■ **Your assignment**:
Compute the number of lines in the following data that include the word "crate", and output that number alone.

[Recorded data]
%%

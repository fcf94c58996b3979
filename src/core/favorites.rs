//! # Favorites
//!
//! A set of animal identifiers. Membership only: the set has no order the
//! caller may rely on (it is stored sorted so files diff cleanly).
//!
//! `add`/`remove`/`toggle` are pure in-memory operations. Persisting is a
//! separate step (`save`), which `core::persist` runs after the reducer
//! returns `Effect::PersistFavorites`.

use std::collections::BTreeSet;

use log::info;

use crate::core::storage::{KeyValueStore, keys, load_json, save_json};

#[derive(Debug, Clone, Default, PartialEq, Eq)]
pub struct Favorites {
    ids: BTreeSet<String>,
}

impl Favorites {
    pub fn new() -> Self {
        Self::default()
    }

    /// Reads the persisted set. Missing or malformed data yields an empty set.
    pub fn load(store: &dyn KeyValueStore) -> Self {
        let ids: Vec<String> = load_json(store, keys::FAVORITES).unwrap_or_default();
        let favorites: Self = ids.into_iter().collect();
        info!("Loaded {} favorites", favorites.len());
        favorites
    }

    /// Writes the whole set. Failure is logged by the storage layer.
    pub fn save(&self, store: &mut dyn KeyValueStore) -> bool {
        save_json(store, keys::FAVORITES, &self.to_vec())
    }

    /// Inserts `id`. Returns false if it was already present.
    pub fn add(&mut self, id: &str) -> bool {
        self.ids.insert(id.to_string())
    }

    /// Removes `id`. Returns false if it was absent.
    pub fn remove(&mut self, id: &str) -> bool {
        self.ids.remove(id)
    }

    /// Removes `id` if present, otherwise adds it. Returns the new membership.
    pub fn toggle(&mut self, id: &str) -> bool {
        if self.ids.remove(id) {
            false
        } else {
            self.ids.insert(id.to_string());
            true
        }
    }

    pub fn contains(&self, id: &str) -> bool {
        self.ids.contains(id)
    }

    pub fn len(&self) -> usize {
        self.ids.len()
    }

    pub fn is_empty(&self) -> bool {
        self.ids.is_empty()
    }

    pub fn iter(&self) -> impl Iterator<Item = &str> {
        self.ids.iter().map(String::as_str)
    }

    pub fn to_vec(&self) -> Vec<String> {
        self.ids.iter().cloned().collect()
    }
}

impl FromIterator<String> for Favorites {
    fn from_iter<I: IntoIterator<Item = String>>(iter: I) -> Self {
        Self {
            ids: iter.into_iter().collect(),
        }
    }
}

#[cfg(test)]
mod tests {
    use super::*;
    use crate::core::storage::MemoryStore;

    #[test]
    fn test_add_is_idempotent() {
        let mut favorites = Favorites::new();
        assert!(favorites.add("1"));
        assert!(!favorites.add("1"));
        assert_eq!(favorites.len(), 1);
    }

    #[test]
    fn test_remove_absent_is_noop() {
        let mut favorites = Favorites::new();
        assert!(!favorites.remove("9"));
        assert!(favorites.is_empty());
    }

    #[test]
    fn test_toggle_twice_restores_original() {
        let mut favorites: Favorites = vec!["2".to_string(), "5".to_string()].into_iter().collect();
        let original = favorites.clone();

        assert!(favorites.toggle("3"));
        assert!(favorites.contains("3"));
        assert!(!favorites.toggle("3"));
        assert_eq!(favorites, original);

        assert!(!favorites.toggle("2"));
        assert!(favorites.toggle("2"));
        assert_eq!(favorites, original);
    }

    #[test]
    fn test_duplicates_collapse_on_load() {
        let mut store = MemoryStore::new();
        store
            .set(keys::FAVORITES, r#"["4","1","4"]"#)
            .unwrap();
        let favorites = Favorites::load(&store);
        assert_eq!(favorites.to_vec(), vec!["1", "4"]);
    }

    #[test]
    fn test_save_then_load() {
        let mut store = MemoryStore::new();
        let mut favorites = Favorites::new();
        favorites.add("7");
        favorites.add("3");
        assert!(favorites.save(&mut store));
        assert_eq!(Favorites::load(&store), favorites);
    }

    #[test]
    fn test_malformed_storage_yields_empty() {
        let mut store = MemoryStore::new();
        store.set(keys::FAVORITES, "{oops").unwrap();
        assert!(Favorites::load(&store).is_empty());
    }
}
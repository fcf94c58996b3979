//! Wildlife showcase library exports for testing

pub mod core;
pub mod tui;

#[cfg(test)]
pub mod test_support;
/// Routes one terminal event. Pure with respect to the terminal, so it can be
/// driven from tests with a `MemoryStore`.
pub fn handle_event(
    event: &TuiEvent,
    app: &mut App,
    tui: &mut TuiState,
    store: &mut dyn KeyValueStore,
    now: Instant,
) -> EventOutcome {
    // Always handled
    match event {
        TuiEvent::Resize => return EventOutcome::Continue,
        TuiEvent::ForceQuit => return quit(app, store),
        TuiEvent::FocusGained | TuiEvent::FocusLost => {
            tui.terminal_focused = matches!(event, TuiEvent::FocusGained);
            tui.sync_slider(app, now);
            return EventOutcome::Continue;
        }
        _ => {}
    }

    // When the filter picker is open, route all events to it
    if let Some(ref mut picker) = tui.filter_picker {
        if let Some(picker_event) = picker.handle_event(event) {
            if let FilterPickerEvent::Apply(criteria) = picker_event {
                info!("Applying filters: {:?}", criteria);
                replace_filters(app, criteria);
                after_criteria_change(app, tui, store);
            }
            tui.filter_picker = None;
        }
        return EventOutcome::Continue;
    }

    // Focused search box takes keystrokes
    if tui.search_box.focused {
        if let Some(search_event) = tui.search_box.handle_event(event) {
            match search_event {
                SearchEvent::Changed(text) => {
                    search_animals(app, &text);
                    after_criteria_change(app, tui, store);
                }
                SearchEvent::Submit(text) => {
                    search_animals(app, &text);
                    after_criteria_change(app, tui, store);
                    dispatch(app, store, Action::RecordSearch(text));
                    tui.search_box.focused = false;
                }
                SearchEvent::Dismiss => tui.search_box.focused = false,
            }
        }
        return EventOutcome::Continue;
    }

    // Global keys
    match event {
        TuiEvent::InputChar('q') => return quit(app, store),
        TuiEvent::InputChar('r') => return EventOutcome::Reload,
        TuiEvent::NextView => {
            switch_view(tui.view.next(), app, tui, store);
            return EventOutcome::Continue;
        }
        TuiEvent::PrevView => {
            switch_view(tui.view.prev(), app, tui, store);
            return EventOutcome::Continue;
        }
        TuiEvent::InputChar('/') => {
            if tui.view != View::Browse {
                switch_view(View::Browse, app, tui, store);
            }
            tui.search_box.focused = true;
            return EventOutcome::Continue;
        }
        TuiEvent::InputChar('o') => {
            tui.filter_picker = Some(FilterPickerState::new(
                &app.filters,
                filter::continents(&app.animals),
            ));
            return EventOutcome::Continue;
        }
        TuiEvent::InputChar('x') => {
            dispatch(app, store, Action::ResetFilters);
            tui.search_box.set_text("");
            after_criteria_change(app, tui, store);
            return EventOutcome::Continue;
        }
        TuiEvent::InputChar('f') => {
            if let Some(id) = tui.target_animal_id(app) {
                dispatch(app, store, Action::ToggleFavorite(id));
                clamp_favorites_page(app, tui);
            }
            return EventOutcome::Continue;
        }
        TuiEvent::InputChar('t') => {
            let theme = app.preferences.theme.toggled();
            dispatch(app, store, Action::SetPreferences(PreferencesPatch::theme(theme)));
            return EventOutcome::Continue;
        }
        TuiEvent::InputChar('a') => {
            let enabled = !app.preferences.auto_play;
            dispatch(app, store, Action::SetPreferences(PreferencesPatch::auto_play(enabled)));
            tui.slider.set_auto_play(enabled && !tui.no_autoplay, now);
            return EventOutcome::Continue;
        }
        _ => {}
    }

    match tui.view {
        View::Slider => handle_slider_event(event, app, tui, store, now),
        View::Browse => handle_browse_event(event, app, tui, store),
        View::Favorites => handle_favorites_event(event, app, tui, store),
        View::Detail => {
            if matches!(event, TuiEvent::Escape | TuiEvent::Backspace) {
                let back = tui.return_view;
                switch_view(back, app, tui, store);
            } else {
                tui.detail.handle_event(event);
            }
        }
    }
    EventOutcome::Continue
}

%%

■ **Problem solution**:
2